■ **THE PROBLEM**: The answer must be one number: the count of lines in the data below that include "SimulationOutcome".

Stored data:
● ● ● ● ●
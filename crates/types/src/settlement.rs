use rust_decimal::Decimal;
use serde::{Deserialize, Serialize};

/// Audit-trail settlement record kept alongside each intent.
///
/// A zero-value placeholder is written at intent creation so the payment is
/// auditable before any funds move; the record is filled in once execution
/// produces artifacts.
#[derive(Debug, Clone, PartialEq, Serialize, Deserialize)]
pub struct SettlementRecord {
    pub id: String,
    pub intent_id: String,
    /// Zero until execution settles an actual amount
    pub amount: Decimal,
    pub currency: String,
    pub tx_hash: Option<String>,
    pub created_at: u64,
    pub updated_at: u64,
}

impl SettlementRecord {
    /// The zero-value placeholder written at intent creation.
    pub fn placeholder(intent_id: impl Into<String>, currency: impl Into<String>, now: u64) -> Self {
        let intent_id = intent_id.into();
        Self {
            id: format!("stl-{intent_id}"),
            intent_id,
            amount: Decimal::ZERO,
            currency: currency.into(),
            tx_hash: None,
            created_at: now,
            updated_at: now,
        }
    }

    /// Fill the record in after a successful execution.
    pub fn settled(mut self, amount: Decimal, tx_hash: Option<String>, now: u64) -> Self {
        self.amount = amount;
        self.tx_hash = tx_hash;
        self.updated_at = now;
        self
    }
}

#[cfg(test)]
mod tests {
    use super::*;

    #[test]
    fn test_placeholder_is_zero_value() {
        let record = SettlementRecord::placeholder("pi-1", "USD", 100);
        assert_eq!(record.amount, Decimal::ZERO);
        assert_eq!(record.intent_id, "pi-1");
        assert!(record.tx_hash.is_none());
    }

    #[test]
    fn test_settled_fills_in_amount_and_hash() {
        let record = SettlementRecord::placeholder("pi-1", "USD", 100)
            .settled(Decimal::new(50, 0), Some("0xhash".to_string()), 200);
        assert_eq!(record.amount, Decimal::new(50, 0));
        assert_eq!(record.tx_hash.as_deref(), Some("0xhash"));
        assert_eq!(record.updated_at, 200);
        assert_eq!(record.created_at, 100);
    }
}
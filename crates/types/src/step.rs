use serde::{Deserialize, Serialize};

/// The four fixed checkpoints every payment intent walks through.
/// Used for progress display and audit, never for branching logic.
#[derive(Debug, Clone, Copy, PartialEq, Eq, Serialize, Deserialize)]
#[serde(rename_all = "snake_case")]
pub enum StepKind {
    Simulation,
    Approval,
    Execution,
    Confirmation,
}

impl StepKind {
    pub const ALL: [StepKind; 4] = [
        StepKind::Simulation,
        StepKind::Approval,
        StepKind::Execution,
        StepKind::Confirmation,
    ];
}

#[derive(Debug, Clone, Copy, PartialEq, Eq, Serialize, Deserialize)]
#[serde(rename_all = "snake_case")]
pub enum StepStatus {
    Pending,
    InProgress,
    Completed,
    Failed,
}

/// One checkpoint's sub-status plus optional free-text detail.
#[derive(Debug, Clone, PartialEq, Eq, Serialize, Deserialize)]
pub struct StepRecord {
    pub kind: StepKind,
    pub status: StepStatus,
    pub detail: Option<String>,
}

impl StepRecord {
    pub fn pending(kind: StepKind) -> Self {
        Self {
            kind,
            status: StepStatus::Pending,
            detail: None,
        }
    }
}

/// Produce the initial step list for a freshly created intent.
pub fn initial_steps() -> Vec<StepRecord> {
    StepKind::ALL.iter().copied().map(StepRecord::pending).collect()
}
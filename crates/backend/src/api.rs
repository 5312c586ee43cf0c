use async_trait::async_trait;
use rust_decimal::Decimal;
use serde::{Deserialize, Serialize};
use serde_json::{json, Value};

use crate::client::BackendClient;
use crate::error::BackendError;

/// Wallet balance as reported by the backend.
#[derive(Debug, Clone, PartialEq, Deserialize)]
pub struct BalanceInfo {
    pub wallet_reference: String,
    pub available: Decimal,
    pub currency: String,
}

/// Outcome of a dry-run simulation: route plus fee estimate.
#[derive(Debug, Clone, PartialEq, Deserialize)]
pub struct SimulationOutcome {
    pub would_succeed: bool,
    pub route: String,
    pub estimated_fee: Decimal,
    #[serde(default)]
    pub reason: Option<String>,
}

/// Parameters for a transfer execution.
#[derive(Debug, Clone, PartialEq, Serialize)]
pub struct TransferRequest {
    pub wallet_reference: String,
    pub recipient_address: String,
    pub amount: Decimal,
    pub currency: String,
    pub chain: String,
    /// Destination chain for cross-chain transfers
    #[serde(skip_serializing_if = "Option::is_none")]
    pub destination_chain: Option<String>,
    /// Deduplication handle, fixed for one execution run. A transfer that
    /// landed but timed out on the wire is retried with the same key, so
    /// the backend can drop the duplicate instead of paying twice.
    pub idempotency_key: String,
}

/// What the backend hands back after moving funds.
#[derive(Debug, Clone, PartialEq, Deserialize)]
pub struct TransferReceipt {
    pub transfer_id: String,
    #[serde(default)]
    pub tx_hash: Option<String>,
    #[serde(default)]
    pub explorer_url: Option<String>,
}

#[derive(Debug, Clone, Copy, PartialEq, Eq, Deserialize)]
#[serde(rename_all = "snake_case")]
pub enum TxState {
    Pending,
    Confirmed,
    Failed,
}

/// Current backend-side view of a transfer.
#[derive(Debug, Clone, PartialEq, Deserialize)]
pub struct TxStatusInfo {
    pub state: TxState,
    #[serde(default)]
    pub tx_hash: Option<String>,
    #[serde(default)]
    pub explorer_url: Option<String>,
    #[serde(default)]
    pub failure_reason: Option<String>,
}

/// The operations the engine needs from the execution backend. Seam for
/// substituting a mock in state-machine and orchestrator tests.
#[async_trait]
pub trait BackendApi: Send + Sync {
    async fn balance(&self, wallet_reference: &str) -> Result<BalanceInfo, BackendError>;

    async fn simulate(&self, request: &TransferRequest) -> Result<SimulationOutcome, BackendError>;

    async fn transfer(&self, request: &TransferRequest) -> Result<TransferReceipt, BackendError>;

    async fn transaction_status(&self, transfer_id: &str) -> Result<TxStatusInfo, BackendError>;
}

fn parse<T: serde::de::DeserializeOwned>(method: &str, value: Value) -> Result<T, BackendError> {
    serde_json::from_value(value).map_err(|e| BackendError::Protocol {
        message: format!("unexpected {method} result shape: {e}"),
    })
}

#[async_trait]
impl BackendApi for BackendClient {
    async fn balance(&self, wallet_reference: &str) -> Result<BalanceInfo, BackendError> {
        let result = self
            .call("wallet.balance", json!({"wallet": wallet_reference}))
            .await?;
        parse("wallet.balance", result)
    }

    async fn simulate(&self, request: &TransferRequest) -> Result<SimulationOutcome, BackendError> {
        let result = self
            .call("payment.simulate", serde_json::to_value(request).map_err(
                |e| BackendError::Protocol {
                    message: format!("failed to encode simulate params: {e}"),
                },
            )?)
            .await?;
        parse("payment.simulate", result)
    }

    async fn transfer(&self, request: &TransferRequest) -> Result<TransferReceipt, BackendError> {
        let result = self
            .call("payment.transfer", serde_json::to_value(request).map_err(
                |e| BackendError::Protocol {
                    message: format!("failed to encode transfer params: {e}"),
                },
            )?)
            .await?;
        parse("payment.transfer", result)
    }

    async fn transaction_status(&self, transfer_id: &str) -> Result<TxStatusInfo, BackendError> {
        let result = self
            .call("transaction.status", json!({"transfer_id": transfer_id}))
            .await?;
        parse("transaction.status", result)
    }
}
● ● ● ● ●
■ **SOLUTION TO THE PROBLEM**: 3